Data —
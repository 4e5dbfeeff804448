use std::path::Path;

use crate::checks::{check_pair, Verdict};
use crate::convert::{convert_rows, FloatObservations};
use crate::diagnostics::{DiagnosticKind, DiagnosticPath, Diagnostics, Severity};
use crate::error::HipsError;
use crate::filename::RoiDescriptor;
use crate::lint::lint_intfloat;
use crate::model::{
    Dataset, ImageRecord, Outcome, RegionRecord, ReportMeta, Summary, TypedRow, ValidateOptions,
    ValidationReport,
};
use crate::reader::{fields_match, parse_csv, read_paired, CsvTable, PairingError};
use crate::reconcile::{index_by_identity, pair_objects, IdentityError, IdentityIndex};
use crate::record::build_nucleus;
use crate::schema::{NucleusColumn, Schema};

/// Validate one image directory and build its record.
///
/// Never fails: configuration errors found part-way end the run with
/// [`Outcome::Aborted`] and a critical diagnostic.
pub fn validate_dir(data_dir: &Path, schema: &Schema, options: &ValidateOptions) -> ValidationReport {
    let image_name = image_name_of(data_dir);
    let root = DiagnosticPath::image(&image_name);

    let mut run = Run {
        schema,
        options,
        columns: schema.nucleus_columns(),
        diags: Diagnostics::new(),
        record: ImageRecord::new(image_name.clone()),
        summary: Summary::default(),
    };

    run.diags.debug(&root, format!("Scanning data directory {}", data_dir.display()));
    let outcome = match run.scan(data_dir, &image_name, &root) {
        Ok(()) if run.diags.is_invalid() => Outcome::Invalid,
        Ok(()) => Outcome::Valid,
        Err(e) => {
            run.diags.fatal(&root, e.to_string());
            Outcome::Aborted
        }
    };

    if outcome == Outcome::Valid {
        run.diags.progress(&root, "Data directory is valid");
    } else {
        run.diags.push(Severity::Error, DiagnosticKind::Progress, &root, "Data directory is invalid");
    }

    let Run { diags, record, mut summary, .. } = run;
    summary.regions = record.regions.len();
    summary.nuclei = record.nucleus_count();
    summary.errors = diags.count(Severity::Error) + diags.count(Severity::Critical);
    summary.warnings = diags.count(Severity::Warning);

    ValidationReport {
        meta: ReportMeta {
            image_name,
            data_dir: data_dir.display().to_string(),
            options: *options,
            engine_version: env!("CARGO_PKG_VERSION").to_string(),
            run_at: chrono::Utc::now().to_rfc3339(),
        },
        outcome,
        summary,
        diagnostics: diags.into_vec(),
        record: (outcome == Outcome::Valid).then_some(record),
    }
}

/// The directory's own name; falls back to the canonical path for `.` and friends.
fn image_name_of(data_dir: &Path) -> String {
    data_dir
        .file_name()
        .map(|n| n.to_string_lossy().into_owned())
        .or_else(|| {
            let canonical = data_dir.canonicalize().ok()?;
            canonical.file_name().map(|n| n.to_string_lossy().into_owned())
        })
        .unwrap_or_else(|| data_dir.display().to_string())
}

fn join_ids(ids: &[u64]) -> String {
    ids.iter().map(|id| id.to_string()).collect::<Vec<_>>().join(", ")
}

// ---------------------------------------------------------------------------
// Run state
// ---------------------------------------------------------------------------

struct Run<'a> {
    schema: &'a Schema,
    options: &'a ValidateOptions,
    columns: Vec<NucleusColumn>,
    diags: Diagnostics,
    record: ImageRecord,
    summary: Summary,
}

impl Run<'_> {
    /// Directory-level checks, then every file in name order.
    fn scan(&mut self, data_dir: &Path, image_name: &str, root: &DiagnosticPath) -> Result<(), HipsError> {
        if !data_dir.is_dir() {
            self.diags.structural(root, format!("No such directory {}", data_dir.display()));
            return Ok(());
        }

        let meta_dir = data_dir.join(Dataset::Meta.dir_name());
        let props_dir = data_dir.join(Dataset::Props.dir_name());
        if !meta_dir.is_dir() || !props_dir.is_dir() {
            self.diags.structural(root, "Subdirectories nucleiMeta and nucleiProps must both exist");
            return Ok(());
        }

        let filenames = match read_paired(&meta_dir, &props_dir) {
            Ok(names) => names,
            Err(PairingError::Read(e)) => {
                self.diags.structural(root, e.to_string());
                return Ok(());
            }
            Err(PairingError::Mismatch(mismatch)) => {
                self.diags.structural(root, "Files in nucleiMeta and nucleiProps do not match");
                for (dataset, names) in [(Dataset::Meta, &mismatch.meta_only), (Dataset::Props, &mismatch.props_only)] {
                    if !names.is_empty() {
                        self.diags.structural(
                            &root.with_dataset(dataset),
                            format!("Only in {}: {}", dataset.dir_name(), names.join(", ")),
                        );
                    }
                }
                return Ok(());
            }
        };

        if filenames.is_empty() {
            self.diags.advisory(root, "No files found in nucleiMeta and nucleiProps");
        }

        for filename in &filenames {
            self.summary.files += 1;
            let before = self.diags.invalidating();
            let result = self.validate_file(&meta_dir, &props_dir, filename, image_name, root);
            if result.is_err() || self.diags.invalidating() > before {
                self.summary.files_failed += 1;
            }
            result?;
        }
        Ok(())
    }

    /// DECODE → READ → CONVERT → RECONCILE → CHECK → BUILD for one file pair.
    fn validate_file(
        &mut self,
        meta_dir: &Path,
        props_dir: &Path,
        filename: &str,
        image_name: &str,
        root: &DiagnosticPath,
    ) -> Result<(), HipsError> {
        let path = root.with_file(filename);
        self.diags.progress(&path, format!("Validating {filename}"));

        let Some(roi) = RoiDescriptor::decode(filename) else {
            self.diags.push(
                Severity::Warning,
                DiagnosticKind::Structural,
                &path,
                format!("Filename {filename} does not match the pattern"),
            );
            return Ok(());
        };
        if !roi.matches_directory(image_name) {
            self.diags.integrity(
                Severity::Warning,
                &path,
                format!("Image name for {filename} does not match directory name {image_name}"),
            );
        }

        // Both header sets are checked before giving up on the file
        let meta = self.read_table(meta_dir, filename, Dataset::Meta, &path);
        let props = self.read_table(props_dir, filename, Dataset::Props, &path);
        let (Some(meta), Some(props)) = (meta, props) else {
            return Ok(());
        };

        let meta_rows = self.convert(meta, &path)?;
        let props_rows = self.convert(props, &path)?;

        let meta_index = self.index(meta_rows, Dataset::Meta, filename, &path);
        let props_index = self.index(props_rows, Dataset::Props, filename, &path);
        let (Some(meta_index), Some(props_index)) = (meta_index, props_index) else {
            return Ok(());
        };

        let pairs = match pair_objects(meta_index, props_index) {
            Ok(pairs) => pairs,
            Err(mismatch) => {
                self.diags.integrity(
                    Severity::Error,
                    &path,
                    format!("ObjectCodes in {filename} do not match between meta and props"),
                );
                for (dataset, ids) in [(Dataset::Meta, &mismatch.meta_only), (Dataset::Props, &mismatch.props_only)] {
                    if !ids.is_empty() {
                        self.diags.integrity(
                            Severity::Error,
                            &path.with_dataset(dataset),
                            format!("ObjectCodes only in {dataset}: {}", join_ids(ids)),
                        );
                    }
                }
                return Ok(());
            }
        };

        let mut region = RegionRecord::from_descriptor(&roi);
        for pair in &pairs {
            match check_pair(pair, self.options, &mut self.diags, &path) {
                Verdict::Skipped => self.summary.nuclei_skipped += 1,
                Verdict::Consistent | Verdict::Inconsistent => {
                    region.push_nucleus(build_nucleus(pair, &self.columns));
                }
            }
        }
        self.record.push_region(region);
        Ok(())
    }

    /// Parse one side and check its header. `None` fails the file.
    fn read_table(
        &mut self,
        dir: &Path,
        filename: &str,
        dataset: Dataset,
        path: &DiagnosticPath,
    ) -> Option<CsvTable> {
        let path = path.with_dataset(dataset);
        let table = match parse_csv(&dir.join(filename), dataset) {
            Ok(table) => table,
            Err(e) => {
                self.diags.structural(&path, e.to_string());
                return None;
            }
        };

        if !table.duplicate_fields.is_empty() {
            self.diags.structural(
                &path,
                format!(
                    "{} file {filename} repeats fields: {}",
                    dataset.title(),
                    table.duplicate_fields.join(", ")
                ),
            );
            return None;
        }

        let expected = self.schema.expected_fields(dataset);
        if !fields_match(&table.observed_fields(), &expected, &mut self.diags, &path) {
            self.diags.structural(
                &path,
                format!("{} fields for {filename} do not match expected fields", dataset.title()),
            );
            return None;
        }

        for record in &table.overlong_rows {
            self.diags.integrity(
                Severity::Error,
                &path,
                format!("{} file {filename} record {record} has more cells than the header", dataset.title()),
            );
        }

        Some(table)
    }

    fn convert(&mut self, table: CsvTable, path: &DiagnosticPath) -> Result<Vec<TypedRow>, HipsError> {
        let dataset = table.dataset;
        let mut observations = FloatObservations::new();
        let rows = convert_rows(table.rows, dataset, self.schema, &mut self.diags, path, &mut observations)?;
        if self.options.intfloat_lint {
            lint_intfloat(&observations, &mut self.diags, &path.with_dataset(dataset));
        }
        Ok(rows)
    }

    fn index(
        &mut self,
        rows: Vec<TypedRow>,
        dataset: Dataset,
        filename: &str,
        path: &DiagnosticPath,
    ) -> Option<IdentityIndex> {
        let path = path.with_dataset(dataset);
        match index_by_identity(rows) {
            Ok(index) => Some(index),
            Err(IdentityError::Duplicates(duplicates)) => {
                self.diags.integrity(
                    Severity::Error,
                    &path,
                    format!("Duplicate ObjectCodes found in {dataset} data for {filename}"),
                );
                for dup in duplicates {
                    self.diags.integrity(
                        Severity::Error,
                        &path.with_identity(dup.identity),
                        format!("ObjectCode {} appears {} times", dup.identity, dup.count),
                    );
                }
                None
            }
            Err(IdentityError::Unreadable { record, value }) => {
                let value = value.unwrap_or_else(|| "missing".to_string());
                self.diags.integrity(
                    Severity::Error,
                    &path,
                    format!("Unreadable ObjectCode in {dataset} data for {filename} (record {record}: {value})"),
                );
                None
            }
        }
    }
}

Task brief —
Looking at the entries above, count each line in which the word "Unreadable" occurs, then give the total and nothing further.

Expected answer —
2